CHAPITRE III
DISPOSITIONS RELATIVES
À LA TRANSPARENCE
FINANCIÈRE
Article 10
Consultation par le public des comptes
des autorités administratives et organismes aidés ou
subventionnés
Cet
article, dans un objectif de transparence financière, vise à ce
que les autorités administratives dotées de la
personnalité morale tiennent leurs comptes à disposition du
public. Il vise aussi à étendre cette obligation aux organismes
ayant un budget significatif et bénéficiant d'aides ou de
subventions publiques.
Sous couvert d'une formulation très générale, cet
article impose une obligation dont les effets ne semblent pas avoir
été mesurés et dont le contenu n'est pas
précisé.
Encore une fois, ni le dispositif du projet de loi,
ni l'exposé des motifs, ni l'étude d'impact ne précisent
la portée et le champ d'application concret de cette obligation.
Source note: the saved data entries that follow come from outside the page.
// Demos are allowed to use expect/unwrap for simplicity
#![allow(clippy::expect_used, clippy::unwrap_used)]

//! Writes a few messages to both debug sinks.
//!
//! Run `listen` (or DebugView / Process Monitor) first to see them.
//!
//! ```bash
//! cargo run --example emit
//! ```

use std::io::Write;

use debugtap::prelude::*;

fn main() {
    let debugger = Sink::debugger();
    let procmon = detect_sink();
    println!("debugger sink: {debugger}, monitoring sink: {procmon}");

    debugger.write_str("debugtap emit demo starting").unwrap();
    for i in 1..=3 {
        debugger.print(format_args!("tick {i} of 3")).unwrap();
        procmon.print(format_args!("tick {i} of 3")).unwrap();
    }
    writeln!(&debugger, "written through std::io::Write").unwrap();

    // Route this program's own tracing output to the debugger channel.
    tracing_subscriber::fmt()
        .with_writer(debugger)
        .with_ansi(false)
        .init();
    tracing::info!(pid = std::process::id(), "tracing event routed to the debugger");
}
Par son imprécision même, cet article s'appliquerait en fait
à l'ensemble des entreprises privées ou publiques et des
associations " loi de 1901 " ayant un budget annuel supérieur
à un montant fixé par décret en Conseil d'Etat et recevant
des subventions publiques. Nulle part ne figure la définition des
" comptes " devant faire l'objet d'une publicité ; la
notion de " budget " n'est pas plus claire, s'agissant d'entreprises
ou d'associations. Enfin, les " aides " attribuées à
ces entreprises ou associations, qui ne sont pas non plus définies,
pourraient inclure les aides en nature, dont l'évaluation du montant est
difficile. L'origine de ces aides ou subventions n'est pas
précisée : il peut s'agir d'une initiative d'une
collectivité locale, de l'Etat ou encore de l'Union européenne.
En outre, l'utilisation du singulier concernant le " seuil " qui doit
être fixé par décret témoigne du caractère
approximatif du dispositif proposé : comment un seul et même seuil
pourrait-il régir des situations par nature aussi différentes ?
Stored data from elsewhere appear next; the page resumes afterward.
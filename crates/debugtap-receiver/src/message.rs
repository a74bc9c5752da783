//! Decoded debug message.

use std::fmt;

/// One message published by a producer process.
#[derive(Debug, Clone, PartialEq, Eq, Hash)]
pub struct DebugMessage {
    /// Process id of the producer.
    pub pid: u32,
    /// Message text, without the terminator.
    pub text: String,
}

impl DebugMessage {
    /// Creates a message.
    #[must_use]
    pub fn new(pid: u32, text: impl Into<String>) -> Self {
        Self {
            pid,
            text: text.into(),
        }
    }
}

impl fmt::Display for DebugMessage {
    fn fmt(&self, f: &mut fmt::Formatter<'_>) -> fmt::Result {
        write!(f, "[{}] {}", self.pid, self.text.trim_end_matches(['\r', '\n']))
    }
}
Votre commission des Lois vous propose donc de délimiter clairement le
champ d'application de cet article. La publicité des comptes n'est
qu'une reprise du droit existant concernant la plupart des autorités
visées par cet article :
- concernant l'Etat, l'ordonnance n° 59-2 du 2 janvier 1959
portant loi organique relative aux lois de finances détaille la liste
des documents présentés au Parlement en application de
l'article 47 de la Constitution.
- s'agissant des collectivités locales, les budgets et comptes font
déjà l'objet d'une publication et d'une mise à disposition
du public (articles L. 2313-1, L. 2341-1 et L. 3313-1
du code général des collectivités territoriales).
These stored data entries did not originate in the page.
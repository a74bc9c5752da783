//! The debug sink capability and its closed set of implementations.

use std::fmt;
use std::io;

use crate::error::Result;
use crate::platform::{DebuggerSink, ProcessMonitorSink};

/// A destination for short diagnostic strings.
///
/// Writes never block and, on success, always report the full input length.
pub trait DebugSink {
    /// Writes a byte buffer. Non-UTF-8 bytes are replaced before delivery.
    fn write(&self, buf: &[u8]) -> Result<usize>;

    /// Writes a string.
    fn write_str(&self, s: &str) -> Result<usize>;

    /// Formats and writes a message, returning the formatted length.
    fn print(&self, args: fmt::Arguments<'_>) -> Result<usize> {
        match args.as_str() {
            Some(s) => self.write_str(s),
            None => self.write_str(&args.to_string()),
        }
    }
}

/// Sink that performs no I/O and always succeeds.
///
/// Installed whenever no observer is configured or detected.
#[derive(Debug, Clone, Copy, Default, PartialEq, Eq)]
pub struct NullSink;

impl DebugSink for NullSink {
    fn write(&self, buf: &[u8]) -> Result<usize> {
        Ok(buf.len())
    }

    fn write_str(&self, s: &str) -> Result<usize> {
        Ok(s.len())
    }
}

/// The selectable sink handed to code that wants to emit debug output.
///
/// Chosen once (see [`detect_sink`](crate::detect_sink)) and then passed
/// around by the caller. Errors from the underlying OS channel are logged at
/// `trace` level and swallowed: observability must never fail the caller.
#[derive(Debug, Default)]
pub enum Sink {
    /// No observer; every write is a successful no-op.
    #[default]
    Null,
    /// The attached-debugger channel (`OutputDebugStringW`).
    Debugger(DebuggerSink),
    /// The Process Monitor driver log.
    ProcessMonitor(ProcessMonitorSink),
}

impl Sink {
    /// Returns the attached-debugger sink, or [`Sink::Null`] on hosts without
    /// one.
    #[must_use]
    pub fn debugger() -> Self {
        if DebuggerSink::is_supported() {
            Self::Debugger(DebuggerSink)
        } else {
            Self::Null
        }
    }

    /// Returns the sink name for diagnostics.
    #[must_use]
    pub const fn name(&self) -> &'static str {
        match self {
            Self::Null => "null",
            Self::Debugger(_) => "debugger",
            Self::ProcessMonitor(_) => "procmon",
        }
    }

    /// Returns true if writes are discarded.
    #[must_use]
    pub const fn is_null(&self) -> bool {
        matches!(self, Self::Null)
    }

    fn deliver(&self, message: &str) {
        let result = match self {
            Self::Null => Ok(()),
            Self::Debugger(sink) => sink.send(message),
            Self::ProcessMonitor(sink) => sink.send(message),
        };
        if let Err(e) = result {
            tracing::trace!(sink = self.name(), error = %e, "debug sink write dropped");
        }
    }
}

impl fmt::Display for Sink {
    fn fmt(&self, f: &mut fmt::Formatter<'_>) -> fmt::Result {
        write!(f, "{}", self.name())
    }
}

impl DebugSink for Sink {
    fn write(&self, buf: &[u8]) -> Result<usize> {
        if !self.is_null() {
            self.deliver(&String::from_utf8_lossy(buf));
        }
        Ok(buf.len())
    }

    fn write_str(&self, s: &str) -> Result<usize> {
        self.deliver(s);
        Ok(s.len())
    }
}

impl io::Write for &Sink {
    fn write(&mut self, buf: &[u8]) -> io::Result<usize> {
        Ok(DebugSink::write(*self, buf).unwrap_or(buf.len()))
    }

    // One formatted message per call, not one per format fragment.
    fn write_fmt(&mut self, args: fmt::Arguments<'_>) -> io::Result<()> {
        DebugSink::print(*self, args)
            .map(drop)
            .map_err(io::Error::other)
    }

    fn flush(&mut self) -> io::Result<()> {
        Ok(())
    }
}

impl io::Write for Sink {
    fn write(&mut self, buf: &[u8]) -> io::Result<usize> {
        io::Write::write(&mut &*self, buf)
    }

    fn write_fmt(&mut self, args: fmt::Arguments<'_>) -> io::Result<()> {
        io::Write::write_fmt(&mut &*self, args)
    }

    fn flush(&mut self) -> io::Result<()> {
        Ok(())
    }
}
- quant aux organismes de Sécurité sociale, il convient de
s'interroger sur la nécessité de la mise à disposition du
public des comptes des caisses locales de Sécurité sociale. En
revanche, il est permis de penser que les documents qui intéressent les
citoyens ne sont pas les comptes financiers des caisses locales mais bien les
comptes de la Sécurité sociale, qui, réunis dans le projet
de loi de financement de la sécurité sociale,
sont
déjà accessibles au public.
- enfin les entreprises privées sont en grande partie assujetties
à l'obligation de publication de leurs comptes. En effet, l'article 54
du décret n° 84-406 du 30 mai 1984 relatif au registre du commerce
et des sociétés indique que
les sociétés
commerciales sont tenues de déposer les documents comptables
prévus aux articles 13-1, 44-1et 293 du décret
n° 67-236 du 23 mars 1967 sur les sociétés
commerciales,
afin qu'ils figurent en annexe au registre du commerce et des
sociétés
. L'article 13-1 du décret du
23 mars 1967 dispose que les sociétés en nom collectif
dont tous les associés indéfiniment responsables sont des
sociétés à responsabilité limitée ou des
sociétés par actions sont tenues de déposer les comptes
annuels, le rapport de gestion, et, le cas échéant, les comptes
consolidés. L'article 44-1 dispose de même pour les
sociétés à responsabilité limitée et
l'article 293 pour les sociétés par actions.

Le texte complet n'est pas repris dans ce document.